╭──
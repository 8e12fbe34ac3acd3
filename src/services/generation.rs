//! 降级生成：占位工具生成与本地模型
//!
//! OfflineCodeGenerator 为未匹配的意图写出占位 skill.toml（无 program，即缺少执行能力，
//! 需人工补全后才可执行）；未配置输出目录时只返回描述。
//! LocalModel 提供 summarize / process：ExtractiveModel 为抽取式离线实现，LlmLocalModel 走 LLM。

use std::path::PathBuf;
use std::sync::Arc;

use async_trait::async_trait;
use serde::Serialize;

use crate::core::CollaboratorError;
use crate::llm::{LlmClient, Message};
use crate::skills::{normalize_intent, SkillManifest, SkillMeta, MANIFEST_FILE};

/// 生成的占位工具描述
#[derive(Debug, Clone, PartialEq, Eq, Serialize)]
pub struct ArtifactDescriptor {
    /// 占位技能 id（规范化后的意图）
    pub name: String,
    pub intent: String,
    /// 写出的清单路径（未落盘时为 None）
    pub path: Option<PathBuf>,
}

#[async_trait]
pub trait CodeGenerator: Send + Sync {
    async fn generate_code_offline(&self, intent: &str)
        -> Result<ArtifactDescriptor, CollaboratorError>;
}

pub struct OfflineCodeGenerator {
    output_dir: Option<PathBuf>,
}

impl OfflineCodeGenerator {
    pub fn new(output_dir: Option<PathBuf>) -> Self {
        Self { output_dir }
    }
}

#[async_trait]
impl CodeGenerator for OfflineCodeGenerator {
    async fn generate_code_offline(
        &self,
        intent: &str,
    ) -> Result<ArtifactDescriptor, CollaboratorError> {
        let name = normalize_intent(intent.trim());
        if name.is_empty() {
            return Err(CollaboratorError::new("generate_code", "empty intent"));
        }
        // 只保留 [a-z0-9_]，避免写出越界路径
        let name: String = name
            .chars()
            .filter(|c| c.is_ascii_alphanumeric() || *c == '_')
            .collect();
        let name = if name.is_empty() { "generated_tool".to_string() } else { name };

        let Some(root) = &self.output_dir else {
            return Ok(ArtifactDescriptor {
                name,
                intent: intent.to_string(),
                path: None,
            });
        };

        let manifest = SkillManifest {
            skill: SkillMeta {
                id: name.clone(),
                description: format!("Auto-generated placeholder for intent \"{}\"", intent),
                tags: vec!["generated".to_string()],
                program: None,
                args: Vec::new(),
            },
        };
        let body = toml::to_string_pretty(&manifest)
            .map_err(|e| CollaboratorError::new("generate_code", e.to_string()))?;

        let dir = root.join(&name);
        let path = dir.join(MANIFEST_FILE);
        tokio::fs::create_dir_all(&dir)
            .await
            .map_err(|e| CollaboratorError::new("generate_code", e.to_string()))?;
        tokio::fs::write(&path, body)
            .await
            .map_err(|e| CollaboratorError::new("generate_code", e.to_string()))?;
        tracing::info!(tool = %name, path = %path.display(), "placeholder tool generated");

        Ok(ArtifactDescriptor {
            name,
            intent: intent.to_string(),
            path: Some(path),
        })
    }
}

#[async_trait]
pub trait LocalModel: Send + Sync {
    async fn summarize(&self, text: &str) -> Result<String, CollaboratorError>;

    /// 对无匹配技能的任务给出直接回答
    async fn process(&self, text: &str) -> Result<String, CollaboratorError>;
}

/// 抽取式离线模型：取前几句作为摘要
pub struct ExtractiveModel {
    max_sentences: usize,
    max_chars: usize,
}

impl ExtractiveModel {
    pub fn new(max_sentences: usize, max_chars: usize) -> Self {
        Self {
            max_sentences: max_sentences.max(1),
            max_chars: max_chars.max(16),
        }
    }
}

impl Default for ExtractiveModel {
    fn default() -> Self {
        Self::new(3, 400)
    }
}

#[async_trait]
impl LocalModel for ExtractiveModel {
    async fn summarize(&self, text: &str) -> Result<String, CollaboratorError> {
        let mut summary = String::new();
        let mut taken = 0;
        for sentence in text.split_inclusive(['.', '!', '?', '\n', '。']) {
            let sentence = sentence.trim();
            if sentence.is_empty() {
                continue;
            }
            if !summary.is_empty() {
                summary.push(' ');
            }
            summary.push_str(sentence);
            taken += 1;
            if taken >= self.max_sentences {
                break;
            }
        }
        if summary.chars().count() > self.max_chars {
            summary = summary.chars().take(self.max_chars).collect::<String>() + "...";
        }
        Ok(summary)
    }

    async fn process(&self, text: &str) -> Result<String, CollaboratorError> {
        Ok(format!(
            "🤖 No matching skill yet for \"{}\". Working offline, so here is my best guess: \
             try rephrasing or install a skill for it.",
            text.trim()
        ))
    }
}

/// LLM 驱动的本地模型（可指向 Ollama 等 OpenAI 兼容端点）
pub struct LlmLocalModel {
    llm: Arc<dyn LlmClient>,
}

impl LlmLocalModel {
    pub fn new(llm: Arc<dyn LlmClient>) -> Self {
        Self { llm }
    }

    async fn ask(&self, op: &'static str, system: &str, text: &str) -> Result<String, CollaboratorError> {
        let messages = vec![Message::system(system), Message::user(text.to_string())];
        self.llm
            .complete(&messages)
            .await
            .map(|s| s.trim().to_string())
            .map_err(|e| CollaboratorError::new(op, e))
    }
}

#[async_trait]
impl LocalModel for LlmLocalModel {
    async fn summarize(&self, text: &str) -> Result<String, CollaboratorError> {
        self.ask(
            "summarize",
            "Summarize the following text in at most three sentences.",
            text,
        )
        .await
    }

    async fn process(&self, text: &str) -> Result<String, CollaboratorError> {
        self.ask(
            "local_model",
            "You are a concise assistant. Answer the user's request directly.",
            text,
        )
        .await
    }
}

#[cfg(test)]
mod tests {
    use super::*;
    use crate::llm::MockLlmClient;
    use crate::skills::read_manifest;

    #[tokio::test]
    async fn test_generator_without_dir() {
        let gen = OfflineCodeGenerator::new(None);
        let artifact = gen.generate_code_offline("Write Poem").await.unwrap();
        assert_eq!(artifact.name, "write_poem");
        assert!(artifact.path.is_none());
        assert!(gen.generate_code_offline("   ").await.is_err());
    }

    #[tokio::test]
    async fn test_generator_writes_declared_manifest() {
        let tmp = tempfile::tempdir().unwrap();
        let gen = OfflineCodeGenerator::new(Some(tmp.path().to_path_buf()));
        let artifact = gen.generate_code_offline("book ../flight").await.unwrap();
        assert_eq!(artifact.name, "book_flight");

        let path = artifact.path.unwrap();
        assert!(path.starts_with(tmp.path()));
        let manifest = read_manifest(&path).unwrap();
        assert_eq!(manifest.skill.id, "book_flight");
        assert!(manifest.skill.program.is_none());
    }

    #[tokio::test]
    async fn test_extractive_summary() {
        let model = ExtractiveModel::new(2, 400);
        let out = model
            .summarize("First point. Second point! Third point? Fourth.")
            .await
            .unwrap();
        assert_eq!(out, "First point. Second point!");
    }

    #[tokio::test]
    async fn test_llm_local_model_maps_errors() {
        let model = LlmLocalModel::new(Arc::new(MockLlmClient::failing()));
        let err = model.process("hello").await.unwrap_err();
        assert_eq!(err.service, "local_model");

        let model = LlmLocalModel::new(Arc::new(MockLlmClient::with_reply("  short  ")));
        assert_eq!(model.summarize("long text").await.unwrap(), "short");
    }
}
╰──
Task description: Considering only the material above, set down every line from the one with "use std::sync::Arc;" to the one with "pub struct OfflineCodeGenerator", inclusive, exactly as written.

Written solution:
use std::sync::Arc;

use async_trait::async_trait;
use serde::Serialize;

use crate::core::CollaboratorError;
use crate::llm::{LlmClient, Message};
use crate::skills::{normalize_intent, SkillManifest, SkillMeta, MANIFEST_FILE};

/// 生成的占位工具描述
#[derive(Debug, Clone, PartialEq, Eq, Serialize)]
pub struct ArtifactDescriptor {
    /// 占位技能 id（规范化后的意图）
    pub name: String,
    pub intent: String,
    /// 写出的清单路径（未落盘时为 None）
    pub path: Option<PathBuf>,
}

#[async_trait]
pub trait CodeGenerator: Send + Sync {
    async fn generate_code_offline(&self, intent: &str)
        -> Result<ArtifactDescriptor, CollaboratorError>;
}

pub struct OfflineCodeGenerator {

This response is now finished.